A corpo libero. Tra sistemi di potere e ricerche di senso
Maria Livia Alga
21 Giugno 2022
Quando Vita Cosentino e Laura Colombo mi hanno invitata a pensare sulla forza femminile e sulle pratiche politiche che nascono da questa forza, la accrescono, e di questa forza si nutrono, ho sentito subito una affinità nelle parole che avevano scelto per darmi il la.
Il primo riferimento cui mi hanno rimandata è stato il numero di Via Dogana Ricominiciamo dal corpo. Mi ha toccata molto il fatto che a Verona con alcune colleghe dell’università, con le amiche del centro interculturale delle donne Casa di Ramia e del Circolo della Rosa, avevamo appena proposto il ciclo di incontri A corpo libero. Tra sistemi di potere e ricerche di senso. In questa coincidenza credo possiamo leggere un segno del bisogno diffuso e comune di un richiamo a qualcosa di radicale.
Giulia Valerio a proposito di queste forme di “regressione” scrive: “di solito attribuiamo un valore negativo alla parola regressione ma non dovrebbe proprio averlo: progressione, regressione sono due movimenti della psiche, della vita. La vita è composta di sistole e diastole. Quando ci troviamo di fronte a una difficoltà che ci sembra invalicabile regrediamo verso le sorgenti, torniamo alle nostre radici profonde per ritrovare energia diversa dall’ordinario e forze rinnovate. Durante la pandemia ciascuna di noi è stata spinta a cercare e trovare dentro di sé antidoti e rimedi; a orientarsi intuitivamente lungo una via che muove verso qualcosa di essenziale.” (“Per amore del mondo” n.17, 2020)
E aggiungo: è stato necessario pensare in modo più accurato la dimensione materiale dell’esistenza (a causa della percezione accresciuta della sua vulnerabilità) ma anche il mistero che la attraversa a partire dal respiro, il soffio vitale che la anima.
A Verona sentivamo la necessità di aprire uno spazio pubblico di dialogo sul bisogno di ritrovare la capacità di situarsi in un orizzonte di libertà in cui i sistemi di potere si relativizzano e prende peso la relazione con il senso dell’esistere, il gioco della vita.
Ci sembrava, quindi, che l’espressione “a corpo libero” nominasse una via – la via incarnata – per tenere insieme da una parte le domande che mettono in questione la giustezza delle regole sociali e il senso degli sconvolgenti accadimenti storici, e dall’altra le domande assolute sull’esistenza che ci aiutano a capire chi siamo e dove.
Ragionando su questa espressione ho messo a fuoco qualcosa che prima per me non era così chiara quando pensavo le pratiche politiche delle donne e le forze, soprattutto femminili, in gioco.

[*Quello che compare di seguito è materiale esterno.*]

struct MemoryStorageInner {
    /// Known transactions by id.
    txs: HashMap<TxId, TxRecord>,

    /// Known UTXO set with optional timestamps (None = unconfirmed).
    utxos: BTreeMap<Outpoint, Option<u64>>,

    /// Temporary graphs being assembled during a sync.
    graphs: HashMap<Outpoint, TempGraph>,

    /// Timestamp stamped onto finalized tips. None leaves them unconfirmed.
    clock: Option<u64>,

    /// Test hook: fail every anchor validation.
    reject_anchors: bool,
}

/// In-memory storage implementation.
///
/// All data is lost when the store is dropped. Thread-safe via RwLock.
pub struct MemoryStorage {
    inner: RwLock<MemoryStorageInner>,
    journal: Mutex<Vec<StorageEvent>>,
    max_graph_nodes: usize,
}

impl MemoryStorage {
    /// Create a new empty in-memory store.
    pub fn new() -> Self {
        Self::with_max_graph_nodes(DEFAULT_MAX_GRAPH_NODES)
    }

    /// Create a store with a custom bound on temporary graph size.
    pub fn with_max_graph_nodes(max_graph_nodes: usize) -> Self {
        Self {
            inner: RwLock::new(MemoryStorageInner {
                txs: HashMap::new(),
                utxos: BTreeMap::new(),
                graphs: HashMap::new(),
                clock: None,
                reject_anchors: false,
            }),
            journal: Mutex::new(Vec::new()),
            max_graph_nodes,
        }
    }

    /// Insert a known transaction.
    pub fn insert_tx(&self, record: TxRecord) -> TxId {
        let txid = record.txid();
        self.inner.write().unwrap().txs.insert(txid, record);
        txid
    }

    /// Mark an outpoint as a known UTXO.
    pub fn insert_utxo(&self, outpoint: Outpoint, time: Option<u64>) {
        self.inner.write().unwrap().utxos.insert(outpoint, time);
    }

    /// Set the timestamp stamped onto subsequently finalized tips.
    pub fn set_clock(&self, time: u64) {
        self.inner.write().unwrap().clock = Some(time);
    }

    /// Force every anchor validation to fail.
    pub fn reject_anchors(&self, reject: bool) {
        self.inner.write().unwrap().reject_anchors = reject;
    }

    /// Snapshot of the known UTXO set, in outpoint order.
    pub fn known_utxos(&self) -> Vec<Outpoint> {
        self.inner.read().unwrap().utxos.keys().cloned().collect()
    }

    /// Whether a known transaction with this id is held.
    pub fn knows_tx(&self, txid: &TxId) -> bool {
        self.inner.read().unwrap().txs.contains_key(txid)
    }

    /// Whether a temporary graph currently exists.
    pub fn has_temporary_graph(&self, graph_id: &Outpoint) -> bool {
        self.inner.read().unwrap().graphs.contains_key(graph_id)
    }

    /// Number of nodes currently in a temporary graph.
    pub fn temporary_graph_len(&self, graph_id: &Outpoint) -> usize {
        self.inner
            .read()
            .unwrap()
            .graphs
            .get(graph_id)
            .map(|g| g.nodes.len())
            .unwrap_or(0)
    }

    /// The nodes of a temporary graph with the spender each was appended
    /// under, in outpoint order.
    pub fn temporary_graph_edges(
        &self,
        graph_id: &Outpoint,
    ) -> Vec<(Outpoint, Option<Outpoint>)> {
        self.inner
            .read()
            .unwrap()
            .graphs
            .get(graph_id)
            .map(|g| {
                g.nodes
                    .iter()
                    .map(|(outpoint, temp)| (outpoint.clone(), temp.spent_by.clone()))
                    .collect()
            })
            .unwrap_or_default()
    }

    /// The journal of all contract calls made so far.
    pub fn events(&self) -> Vec<StorageEvent> {
        self.journal.lock().unwrap().clone()
    }

    /// Clear the call journal.
    pub fn clear_events(&self) {
        self.journal.lock().unwrap().clear();
    }

    fn record(&self, event: StorageEvent) {
        self.journal.lock().unwrap().push(event);
    }

    /// Digest of a held transaction, as advertised in input hints.
    fn refresh_digest(record: &TxRecord) -> String {
        let mut hasher = Sha256::new();
        hasher.update(&record.raw_tx);
        if let Some(meta) = &record.tx_metadata {
            hasher.update(meta.as_bytes());
        }
        if let Some(meta) = &record.output_metadata {
            hasher.update(meta.as_bytes());
        }
        hex::encode(hasher.finalize())
    }
}

impl Default for MemoryStorage {
    fn default() -> Self {
        Self::new()
    }
}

Quando infatti mi sono ritrovata a scrivere il testo introduttivo di questo ciclo di incontri ero partita da una definizione classica: “a corpo libero si genera un movimento che usa il peso corporeo per fornire resistenza alla gravità”. Su questa prima frase, giustamente, sono arrivate alcune critiche e proposte. Un’amica danzatrice, Emilia Guarino, mi ha suggerito di aggiungere che alla gravità talvolta il peso si abbandona: anche il riposo e l’abbandono alla gravità sono un momento della vitale relazione tra questi elementi. Elena Migliavacca mi ha suggerito di modificare con l’idea che il corpo non solo offre resistenza, ma gioca con la gravità. Mi sono sembrate entrambe delle svolte per pensare in modo più preciso cosa significa quando ci muoviamo “a corpo libero” nello spazio sociale e di quali forze abbiamo bisogno.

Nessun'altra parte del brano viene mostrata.